Common Ground want to explore what it means to have our curricula dominated by the white, western, European male gaze, and work out how to shatter the suffocating paradigm it creates.
★ SPEAKERS ★
ANKHI MUKHERJEE. Ankhi Mukherjee is Professor of English and World Literatures at Oxford. She is the author of two books, Aesthetic Hysteria: The Great Neurosis in Victorian Melodrama and Contemporary Fiction (2007) and What Is a Classic? Postcolonial Rewriting and Invention of the Canon (2014), which won the British Academy prize for English Literature in 2015. She has edited two volumes, A Concise Companion to Psychoanalysis, Literature, and Culture (2014) and After Lacan (forthcoming, 2017). Her current book project examines the relevance of psychoanalysis for the psychic maladies of the urban poor in global and postcolonial cities.
EDEN BAILEY (CHAIR). Eden is currently Vice-President for Access and Academic Affairs at Oxford University Students’ Union. Her academic work has focused on the achievements of women of colour in music history. She is interested in the impact of curriculum design on racism, and has campaigned for curriculum decolonisation. As Vice Present of OUSE, she has helped to found the new Class Act Campaign and pushed for improvements to access/admissions for BME students.
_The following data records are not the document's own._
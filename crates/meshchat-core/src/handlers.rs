//! Handler / result adapter for typed frame dispatch
//!
//! A handler pairs a payload mapper with a delivery channel. The mapper is a
//! pure function of the payload: it returns `None` when the shape is not its
//! concern (skip, not an error), or the typed result to deliver. Because
//! mappers are pure, dispatch is free to try every registered handler per
//! frame in any order.

use std::collections::HashMap;

use tokio::sync::mpsc;

use crate::frame::{FramePayload, StatusEvent, TextMessage};
use crate::types::HandlerToken;
use crate::Result;

// ----------------------------------------------------------------------------
// Type-Erased Handler
// ----------------------------------------------------------------------------

/// A registered handler: tries its mapper against a decoded payload and, on
/// a match, delivers the typed result. Returns whether the payload was
/// recognized.
pub(crate) type BoxedHandler = Box<dyn Fn(&FramePayload) -> bool + Send + Sync>;

/// Registry of live handlers keyed by token
pub(crate) type HandlerMap = HashMap<HandlerToken, BoxedHandler>;

/// Adapt a typed mapper and its delivery channel into a type-erased handler
pub(crate) fn adapt<T, M>(mapper: M, sender: mpsc::UnboundedSender<Result<T>>) -> BoxedHandler
where
    T: Send + 'static,
    M: Fn(&FramePayload) -> Option<Result<T>> + Send + Sync + 'static,
{
    Box::new(move |payload| match mapper(payload) {
        Some(result) => {
            let _ = sender.send(result);
            true
        }
        None => false,
    })
}

// ----------------------------------------------------------------------------
// Built-in Mappers
// ----------------------------------------------------------------------------

/// Mapper recognizing text-message payloads
pub fn text_message_mapper(payload: &FramePayload) -> Option<Result<TextMessage>> {
    match payload {
        FramePayload::Text(message) => Some(Ok(message.clone())),
        _ => None,
    }
}

/// Mapper recognizing peer status payloads
pub fn status_event_mapper(payload: &FramePayload) -> Option<Result<StatusEvent>> {
    match payload {
        FramePayload::Status(event) => Some(Ok(event.clone())),
        _ => None,
    }
}

// ----------------------------------------------------------------------------
// Tests
// ----------------------------------------------------------------------------

#[cfg(test)]
mod tests {
    use super::*;
    use crate::connection::ConnectionStatus;
    use crate::types::PeerId;

    fn text_payload(text: &str) -> FramePayload {
        FramePayload::Text(TextMessage::new(text))
    }

    fn status_payload() -> FramePayload {
        FramePayload::Status(StatusEvent {
            peer: PeerId::new("alice"),
            status: ConnectionStatus::Connected,
        })
    }

    #[tokio::test]
    async fn test_mapper_selects_matching_shape() {
        assert!(text_message_mapper(&text_payload("hi")).is_some());
        assert!(text_message_mapper(&status_payload()).is_none());
        assert!(status_event_mapper(&status_payload()).is_some());
        assert!(status_event_mapper(&text_payload("hi")).is_none());
    }

    #[tokio::test]
    async fn test_adapted_handler_delivers_once_on_match() {
        let (tx, mut rx) = mpsc::unbounded_channel();
        let handler = adapt(text_message_mapper, tx);

        assert!(handler(&text_payload("hello")));
        let delivered = rx.recv().await.unwrap().unwrap();
        assert_eq!(delivered.text, "hello");
        assert!(rx.try_recv().is_err());
    }

    #[tokio::test]
    async fn test_adapted_handler_skips_other_shapes() {
        let (tx, mut rx) = mpsc::unbounded_channel();
        let handler = adapt(text_message_mapper, tx);

        assert!(!handler(&status_payload()));
        assert!(rx.try_recv().is_err());
    }
}
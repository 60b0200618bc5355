//! Wire frame and broadcast payloads
//!
//! A [`NetworkFrame`] is the envelope exchanged between peers. It carries at
//! most one typed payload; the payload set is a closed tagged variant, so
//! dispatch is an explicit match rather than a runtime type test. Encoding
//! is bincode and must stay byte-stable across peers running the same
//! protocol version (there is no version negotiation).

use serde::{Deserialize, Serialize};

use crate::connection::ConnectionStatus;
use crate::errors::FrameError;
use crate::types::PeerId;
use crate::Result;

// ----------------------------------------------------------------------------
// Text Message
// ----------------------------------------------------------------------------

/// A chat message broadcast across the mesh.
///
/// Created by the caller without an originator; the network service stamps
/// the originator exactly once at broadcast time, after which the message is
/// treated as immutable.
#[derive(Debug, Clone, PartialEq, Eq, Serialize, Deserialize)]
pub struct TextMessage {
    /// Peer that broadcast the message; unset until broadcast
    pub originator: Option<PeerId>,
    /// Message body
    pub text: String,
}

impl TextMessage {
    /// Create a message that has not been broadcast yet
    pub fn new<S: Into<String>>(text: S) -> Self {
        Self {
            originator: None,
            text: text.into(),
        }
    }

    /// Whether this message was broadcast by the given peer
    pub fn is_from(&self, peer: &PeerId) -> bool {
        self.originator.as_ref() == Some(peer)
    }
}

// ----------------------------------------------------------------------------
// Status Event
// ----------------------------------------------------------------------------

/// A single peer's connection status transition
#[derive(Debug, Clone, PartialEq, Eq, Serialize, Deserialize)]
pub struct StatusEvent {
    pub peer: PeerId,
    pub status: ConnectionStatus,
}

// ----------------------------------------------------------------------------
// Frame Payload
// ----------------------------------------------------------------------------

/// The closed set of payload kinds a frame (or local dispatch) can carry
#[derive(Debug, Clone, PartialEq, Eq, Serialize, Deserialize)]
pub enum FramePayload {
    Text(TextMessage),
    Status(StatusEvent),
}

// ----------------------------------------------------------------------------
// Network Frame
// ----------------------------------------------------------------------------

/// Wire-level envelope carrying zero or one payload
#[derive(Debug, Clone, PartialEq, Eq, Serialize, Deserialize)]
pub struct NetworkFrame {
    /// Protocol version (currently 1)
    pub version: u8,
    /// At most one typed broadcast payload
    pub payload: Option<FramePayload>,
}

impl NetworkFrame {
    /// Current protocol version
    pub const CURRENT_VERSION: u8 = 1;

    /// Create an empty frame
    pub fn empty() -> Self {
        Self {
            version: Self::CURRENT_VERSION,
            payload: None,
        }
    }

    /// Create a frame carrying one payload
    pub fn with_payload(payload: FramePayload) -> Self {
        Self {
            version: Self::CURRENT_VERSION,
            payload: Some(payload),
        }
    }

    /// Encode the frame to wire bytes
    pub fn encode(&self) -> Result<Vec<u8>> {
        Ok(bincode::serialize(self).map_err(FrameError::from)?)
    }

    /// Decode a frame from wire bytes, rejecting unknown versions
    pub fn decode(bytes: &[u8]) -> Result<Self> {
        let frame: NetworkFrame = bincode::deserialize(bytes).map_err(FrameError::from)?;
        if frame.version != Self::CURRENT_VERSION {
            return Err(FrameError::UnsupportedVersion {
                expected: Self::CURRENT_VERSION,
                actual: frame.version,
            }
            .into());
        }
        Ok(frame)
    }
}

// ----------------------------------------------------------------------------
// Tests
// ----------------------------------------------------------------------------
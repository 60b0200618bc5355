//! MeshChat demonstration CLI
//!
//! Wires N in-process peers over the in-memory transport and exchanges a
//! message, printing received traffic and membership changes.

pub mod app;
pub mod cli;
pub mod config;
pub mod error;
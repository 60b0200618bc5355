//! MeshChat demo CLI entry point

use clap::Parser;
use tracing::info;

use meshchat_cli::{app::DemoApp, cli::Cli, config::AppConfig};

#[tokio::main]
async fn main() -> anyhow::Result<()> {
    let cli = Cli::parse();

    setup_logging(cli.verbose);

    let config = match &cli.config {
        Some(path) => {
            info!("loading configuration from {}", path.display());
            AppConfig::load_from_file(path)?
        }
        None => AppConfig::default(),
    };

    let peer_count = cli.peers.unwrap_or(config.demo.peers).max(1);
    let message = cli
        .message
        .clone()
        .unwrap_or_else(|| config.demo.message.clone());

    let app = DemoApp::new(config);
    app.run(peer_count, cli.name, message).await?;

    info!("meshchat demo finished");
    Ok(())
}

/// Setup logging based on verbosity level
fn setup_logging(verbose: bool) {
    let level = if verbose {
        tracing::Level::DEBUG
    } else {
        tracing::Level::INFO
    };

    tracing_subscriber::fmt()
        .with_max_level(level)
        .with_target(false)
        .init();
}
#![cfg(unix)]

use fleet_runner::config::ServerProperties;
use fleet_runner::error::{Error, Result};
use fleet_runner::server::{ProcessSupervisor, RunState, ServerInstance};
use fleet_runner::store::JsonFileStore;
use fleet_runner::{FleetContext, FleetController, ServerRegistry};
use std::sync::Arc;

fn sleeper(dir: &std::path::Path, name: &str) -> ServerProperties {
    let mut props = ServerProperties::new(name, "sleep.sh");
    props.server_type = fleet_runner::ServerType::Custom;
    props.executable = "sh".to_string();
    std::fs::create_dir_all(dir).unwrap();
    std::fs::write(dir.join("sleep.sh"), "exec sleep 30\n").unwrap();
    props
}

fn controller(dir: &std::path::Path, names: &[&str]) -> FleetController {
    let mut registry = ServerRegistry::new();
    for name in names {
        let root = dir.join(name);
        registry
            .register(ServerInstance::with_root(sleeper(&root, name), root))
            .unwrap();
    }
    FleetController::new(FleetContext {
        registry,
        store: Arc::new(JsonFileStore::new(dir.join("settings"))),
        provisioner: None,
    })
}

#[tokio::test]
async fn test_custom_server_launch() -> Result<()> {
    let dir = tempfile::tempdir().unwrap();
    let props = sleeper(dir.path(), "Worker");
    let mut supervisor = ProcessSupervisor::new("Worker");

    supervisor.start(&props.launch_spec(dir.path())).await?;
    assert_eq!(supervisor.refresh(), RunState::Running);
    supervisor.stop().await?;
    assert_eq!(supervisor.state(), RunState::Stopped);
    Ok(())
}

#[tokio::test]
async fn test_racing_starts_on_one_server() -> Result<()> {
    let dir = tempfile::tempdir().unwrap();
    let ctl = controller(dir.path(), &["Alpha"]);

    let (a, b) = tokio::join!(ctl.start("Alpha"), ctl.start("alpha"));
    let results = [a, b];
    assert_eq!(results.iter().filter(|r| r.is_ok()).count(), 1);
    assert!(results
        .iter()
        .any(|r| *r == Err(Error::AlreadyRunning("Alpha".to_string()))));

    let (stop, start) = tokio::join!(ctl.stop("Alpha"), ctl.start("Alpha"));
    // whichever ran second saw a consistent state
    match ctl.info("Alpha").await?.run_state {
        RunState::Stopped => {
            assert!(stop.is_ok());
            assert_eq!(start, Err(Error::AlreadyRunning("Alpha".to_string())));
        }
        RunState::Running => {
            assert!(stop.is_ok());
            assert!(start.is_ok());
        }
        other => panic!("transient state leaked: {:?}", other),
    }

    ctl.stop_all().await
}

#[tokio::test]
async fn test_servers_are_independent() -> Result<()> {
    let dir = tempfile::tempdir().unwrap();
    let ctl = controller(dir.path(), &["Alpha", "Beta"]);

    let (a, b) = tokio::join!(ctl.start("Alpha"), ctl.start("Beta"));
    a?;
    b?;

    ctl.stop("Beta").await?;
    let states: Vec<_> = ctl.list().await?.into_iter().map(|i| i.run_state).collect();
    assert_eq!(states, vec![RunState::Running, RunState::Stopped]);

    ctl.stop_all().await?;
    // nothing left to stop
    ctl.stop_all().await
}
MELZ OWUSU. Melz Owusu is a recent graduate of Philosophy and Politics from the University of Leeds, and now serves as the Education Officer at Leeds University Union, pioneering the ‘Why is My Curriculum White?’ campaign on campus. Melz is also an artist, using much of her spare time to write and perform Grime music. Recently, she headlined at the ‘gal-dem’ takeover over at the Victoria & Albert Museum, London. She is deeply passionate about imaging new forms of knowledge, new ways of being and becoming, and believes that a transformative education system is one key way of achieving this.